Intracranial hypertension almost always accompanies hydrocephalus in infants and children which is the most important anaesthetic consideration.[3] Normal range of ICP in infant is 1.5-6 mmHg, while in adult, it is higher (10-15 mmHg).[10] Autoregulatory reserve is decreased in infants due to lower values of mean arterial pressure, cerebral blood flow, and cerebral perfusion pressure (40–60 mmHg for infants, 50–70 mmHg for adults).[11],[12] Flexibility of infant's skull leads to enlargement of cranial compartment if hydrocephalus progresses slowly; once the upper limit of enlargement reaches, ICP begins to rise, and acute increase in cranial volume may cause herniation.[11] Increased ICP leads to non-specific symptoms in infants such as irritability, poor feeding, vomiting, lethargy and bulging fontanelle and downward gazing eyes.[11] Repeated episodes of vomiting, signs of intravascular volume contraction and infant's altered mental status call for arterial blood gas analysis before surgery.[13] Measures should be taken to avoid rise in ICP, i.e., slight head-up tilt, avoidance of hypercarbia and hypoxia, correction of hypotension and hypertension, administration of osmotic agents and diuretics and avoidance of positive end-expiratory pressure to prevent venous engorgement.[3]

Positional changes (head flexion, head down), behavioural change (crying) and physiologic change (hypercarbia) can affect ICP, so the child should be kept in head-up position with minimal possible agitating manoeuvres.[3] Paediatric airway is often considered more challenging than in adults because of anatomical differences (larger tongue, cephalad larynx, angulated vocal cord, omega-shaped epiglottis, and narrowed subglottic region) and physiological differences (rapid desaturation during periods of apnoea, more chances of upper airway obstruction under anaesthesia).[14] In addition, in congenital hydrocephalus, macrocephaly may distort the normal anatomy of the skull, making airway management even more difficult. Perioperative plan must be framed by anaesthesiologist based on difficult airway management as enlarged occiput forces neck in the extreme flexion and large forehead may obscure view of laryngoscopy, so elevating the body with folded sheet or pillow is necessary to facilitate intubation.[15] Rolling of head, especially after induction of anaesthesia, is to be avoided by keeping head rest. Our patient's head circumference was 55 cm; this resulted in a challenging combination for intubation. Prop-up positioning of the patient with the towel sheets allowed us to get optimised view of laryngoscopy. Difficult airway cart and alternative management plan were kept ready. Balance must be maintained between promoting sedation by pharmacological means and minimising risk of hypoventilation as increased partial pressure of arterial carbon dioxide (PaCO2) causes further rise in ICP.[3] Method of induction should be determined by circumstances of case and effect of anaesthetic agents on neurophysiology.[3] iv induction should be preferred if child has signs of raised ICP, stupor or delayed gastric emptying, as it reduces cerebral blood flow and ICP.[3],[16] Inhalational induction can be an acceptable alternative with non-irritant volatile anaesthetics such as sevoflurane in children with no intravenous access.[3] Maintenance of anaesthesia can be done by a combination of volatile anaesthetics, muscle relaxants and opioids intra-operatively.

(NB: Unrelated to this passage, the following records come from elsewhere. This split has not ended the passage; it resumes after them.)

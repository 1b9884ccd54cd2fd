//! Subscriber loop shared by the pipeline consumers.
//!
//! The loop pulls one delivery at a time, hands it to a `MessageHandler` and
//! turns the handler's verdict into an ack or a reject. Retry limits live in
//! the transport, so handlers stay stateless.

use std::sync::atomic::{AtomicU64, Ordering};
use std::sync::Arc;

use async_trait::async_trait;
use tokio::sync::broadcast;
use tracing::{debug, error, info, instrument, warn};

use crate::transport::{Delivery, RejectDisposition, Subscription};

/// A handler's verdict on one delivery.
#[derive(Debug, Clone, PartialEq, Eq)]
pub enum HandleOutcome {
    /// Work done, acknowledge.
    Processed,
    /// The payload can never be processed; drop it without retrying.
    Malformed(String),
    /// A transient failure; redeliver.
    Retry(String),
    /// Give up on this message; dead-letter it.
    Reject(String),
}

/// Processes deliveries from one queue.
#[async_trait]
pub trait MessageHandler: Send + Sync {
    async fn handle(&self, delivery: &Delivery) -> HandleOutcome;
}

/// Counters maintained by a subscriber loop.
#[derive(Debug, Default)]
pub struct SubscriberStats {
    processed: AtomicU64,
    dropped: AtomicU64,
    requeued: AtomicU64,
    dead_lettered: AtomicU64,
}

/// Point-in-time copy of `SubscriberStats`.
#[derive(Debug, Clone, Copy, Default, PartialEq, Eq)]
pub struct StatsSnapshot {
    pub processed: u64,
    pub dropped: u64,
    pub requeued: u64,
    pub dead_lettered: u64,
}

impl SubscriberStats {
    pub fn snapshot(&self) -> StatsSnapshot {
        StatsSnapshot {
            processed: self.processed.load(Ordering::Relaxed),
            dropped: self.dropped.load(Ordering::Relaxed),
            requeued: self.requeued.load(Ordering::Relaxed),
            dead_lettered: self.dead_lettered.load(Ordering::Relaxed),
        }
    }

    fn record_rejection(&self, disposition: RejectDisposition) {
        let counter = match disposition {
            RejectDisposition::Requeued => &self.requeued,
            RejectDisposition::DeadLettered => &self.dead_lettered,
            RejectDisposition::Discarded => &self.dropped,
        };
        counter.fetch_add(1, Ordering::Relaxed);
    }
}

/// Consume a subscription until the transport closes or shutdown is signalled.
///
/// A delivery that is being handled when shutdown arrives is finished and
/// acknowledged before the loop exits.
///
/// # Arguments
///
/// * `name` - Consumer name used in logs
/// * `subscription` - The queue to consume
/// * `handler` - Decides the fate of each delivery
/// * `stats` - Counters updated as deliveries are settled
/// * `shutdown` - Shutdown signal receiver
#[instrument(skip(subscription, handler, stats, shutdown))]
pub async fn run_subscriber(
    name: &str,
    mut subscription: Box<dyn Subscription>,
    handler: Arc<dyn MessageHandler>,
    stats: Arc<SubscriberStats>,
    mut shutdown: broadcast::Receiver<()>,
) {
    info!("Subscriber started");

    loop {
        let delivery = tokio::select! {
            _ = shutdown.recv() => {
                info!("Subscriber received shutdown signal");
                break;
            }
            delivery = subscription.next() => delivery,
        };

        let Some(delivery) = delivery else {
            info!("Subscription closed");
            break;
        };

        debug!(
            tag = delivery.tag,
            routing_key = %delivery.routing_key,
            delivery_count = delivery.delivery_count,
            "Handling delivery"
        );

        let settled = match handler.handle(&delivery).await {
            HandleOutcome::Processed => {
                let acked = subscription.ack(&delivery).await;
                if acked.is_ok() {
                    stats.processed.fetch_add(1, Ordering::Relaxed);
                }
                acked
            }
            HandleOutcome::Malformed(reason) => {
                warn!(tag = delivery.tag, reason = %reason, "Dropping malformed message");
                let acked = subscription.ack(&delivery).await;
                if acked.is_ok() {
                    stats.dropped.fetch_add(1, Ordering::Relaxed);
                }
                acked
            }
            HandleOutcome::Retry(reason) => {
                warn!(
                    tag = delivery.tag,
                    delivery_count = delivery.delivery_count,
                    reason = %reason,
                    "Handler failed, requesting redelivery"
                );
                subscription
                    .reject(&delivery, true)
                    .await
                    .map(|disposition| stats.record_rejection(disposition))
            }
            HandleOutcome::Reject(reason) => {
                error!(tag = delivery.tag, reason = %reason, "Handler rejected message");
                subscription
                    .reject(&delivery, false)
                    .await
                    .map(|disposition| stats.record_rejection(disposition))
            }
        };

        // Unsettled deliveries are redelivered by the transport
        if let Err(e) = settled {
            error!(tag = delivery.tag, error = %e, "Failed to settle delivery");
        }
    }

    let final_stats = stats.snapshot();
    info!(
        processed = final_stats.processed,
        dropped = final_stats.dropped,
        requeued = final_stats.requeued,
        dead_lettered = final_stats.dead_lettered,
        "Subscriber stopped"
    );
}

#[cfg(test)]
mod tests {
    use super::*;
    use crate::config::BrokerTopology;
    use crate::transport::{BrokerTransport, InMemoryBroker};
    use bytes::Bytes;
    use std::sync::atomic::AtomicUsize;
    use std::sync::Mutex;

    struct ScriptedHandler {
        outcome: HandleOutcome,
        calls: AtomicUsize,
        seen: Mutex<Vec<Bytes>>,
    }

    impl ScriptedHandler {
        fn new(outcome: HandleOutcome) -> Arc<Self> {
            Arc::new(Self {
                outcome,
                calls: AtomicUsize::new(0),
                seen: Mutex::new(Vec::new()),
            })
        }
    }

    #[async_trait]
    impl MessageHandler for ScriptedHandler {
        async fn handle(&self, delivery: &Delivery) -> HandleOutcome {
            self.calls.fetch_add(1, Ordering::SeqCst);
            self.seen.lock().unwrap().push(delivery.payload.clone());
            self.outcome.clone()
        }
    }

    async fn run_until_idle(
        broker: &InMemoryBroker,
        queue: &str,
        handler: Arc<ScriptedHandler>,
    ) -> StatsSnapshot {
        let subscription = broker.subscribe(queue).await.unwrap();
        let stats = Arc::new(SubscriberStats::default());
        let (shutdown_tx, shutdown_rx) = broadcast::channel(1);

        let task = tokio::spawn(run_subscriber(
            "test",
            subscription,
            handler,
            stats.clone(),
            shutdown_rx,
        ));

        // Let the loop drain what is queued
        for _ in 0..50 {
            tokio::task::yield_now().await;
            if broker.queue_depth(queue) == 0 && broker.in_flight() == 0 {
                break;
            }
            tokio::time::sleep(std::time::Duration::from_millis(5)).await;
        }

        let _ = shutdown_tx.send(());
        task.await.unwrap();
        stats.snapshot()
    }

    async fn setup_with_message(payload: &'static str) -> (InMemoryBroker, BrokerTopology) {
        let broker = InMemoryBroker::new();
        let topology = BrokerTopology::default();
        broker.declare_topology(&topology).await.unwrap();
        broker
            .publish(&topology.exchange, &topology.routing_key, Bytes::from(payload))
            .await
            .unwrap();
        (broker, topology)
    }

    #[tokio::test]
    async fn test_processed_is_acked() {
        let (broker, topology) = setup_with_message("ok").await;
        let handler = ScriptedHandler::new(HandleOutcome::Processed);

        let stats = run_until_idle(&broker, &topology.upload_queue, handler.clone()).await;

        assert_eq!(stats.processed, 1);
        assert_eq!(handler.calls.load(Ordering::SeqCst), 1);
        assert_eq!(broker.queue_depth(&topology.upload_queue), 0);
        assert_eq!(broker.queue_depth(&topology.dead_letter_queue), 0);
    }

    #[tokio::test]
    async fn test_malformed_is_dropped_not_retried() {
        let (broker, topology) = setup_with_message("{not json").await;
        let handler = ScriptedHandler::new(HandleOutcome::Malformed("bad json".to_string()));

        let stats = run_until_idle(&broker, &topology.upload_queue, handler.clone()).await;

        assert_eq!(stats.dropped, 1);
        assert_eq!(handler.calls.load(Ordering::SeqCst), 1);
        assert_eq!(broker.queue_depth(&topology.dead_letter_queue), 0);
    }

    #[tokio::test]
    async fn test_retry_exhausts_attempts_then_dead_letters() {
        let (broker, topology) = setup_with_message("poison").await;
        let handler = ScriptedHandler::new(HandleOutcome::Retry("backend down".to_string()));

        let stats = run_until_idle(&broker, &topology.upload_queue, handler.clone()).await;

        assert_eq!(handler.calls.load(Ordering::SeqCst), 3);
        assert_eq!(stats.requeued, 2);
        assert_eq!(stats.dead_lettered, 1);
        assert_eq!(
            broker.drain(&topology.dead_letter_queue),
            vec![Bytes::from("poison")]
        );
    }

    #[tokio::test]
    async fn test_reject_dead_letters_on_first_attempt() {
        let (broker, topology) = setup_with_message("corrupt").await;
        let handler = ScriptedHandler::new(HandleOutcome::Reject("corrupt".to_string()));

        let stats = run_until_idle(&broker, &topology.upload_queue, handler.clone()).await;

        assert_eq!(handler.calls.load(Ordering::SeqCst), 1);
        assert_eq!(stats.dead_lettered, 1);
        assert_eq!(broker.queue_depth(&topology.dead_letter_queue), 1);
    }

    #[tokio::test]
    async fn test_loop_exits_when_transport_closes() {
        let broker = InMemoryBroker::new();
        let topology = BrokerTopology::default();
        broker.declare_topology(&topology).await.unwrap();
        let subscription = broker.subscribe(&topology.upload_queue).await.unwrap();
        let (_shutdown_tx, shutdown_rx) = broadcast::channel(1);

        broker.close();
        run_subscriber(
            "test",
            subscription,
            ScriptedHandler::new(HandleOutcome::Processed),
            Arc::new(SubscriberStats::default()),
            shutdown_rx,
        )
        .await;
    }
}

Temperature regulation and maintenance of normoglycaemia should be kept in mind as infants are more prone for hypothermia and hypoglycaemia and surgical procedure of VP shunt requires exposure from head to abdomen, which further adds in issues of hypothermia.[17] Core temperature monitoring should be done along with measures such as maintenance of operating room temperature, covering of infant's body with cotton pads or warm air blankets and use of warm iv fluids. Initial skin incision and tunnelling of the shunt are the most stimulating parts of surgery; increase in heart rate and ICP during this period can be managed by either increasing depth of anaesthesia or using short-acting opioids such as fentanyl or remifentanil.[18],[19] On initial cannulation of ventricle, BP may drop abruptly as brainstem pressure is relieved suddenly. During ventriculostomies, serious dysrhythmias, especially bradycardias, may occur, apart from using atropine, simply alerting the surgeon of the bradycardia and pausing may resolve problem many times.[17] Look for the signs of pneumothorax as trocar is placed subcutaneously to allow tunnelling. Removal of large quantity of CSF may cause hemodynamic and electrolyte disturbances that needs to be corrected perioperatively and rapid drainage of CSF may lead to serious arrhythmias or even cardiac arrest; precautions should be taken to avoid this.[20]

Postoperatively, the infant can be at risk of respiratory problems and vomiting aspiration because of poor airway control due to neurological deficit, so these infants should be kept under close observation.[8] Risk of chronic neurological deficit exists postoperatively. This is attributed not only to failure rate of shunts but also to known fact that hydrocephalus causes ischemia and hypoxia by stretching and compressing the periventricular tissue, and chronically, it may result in altered neuronal activity, axonal degeneration, neurogliosis, altered transport, metabolic impairment and at last cellular death.[8]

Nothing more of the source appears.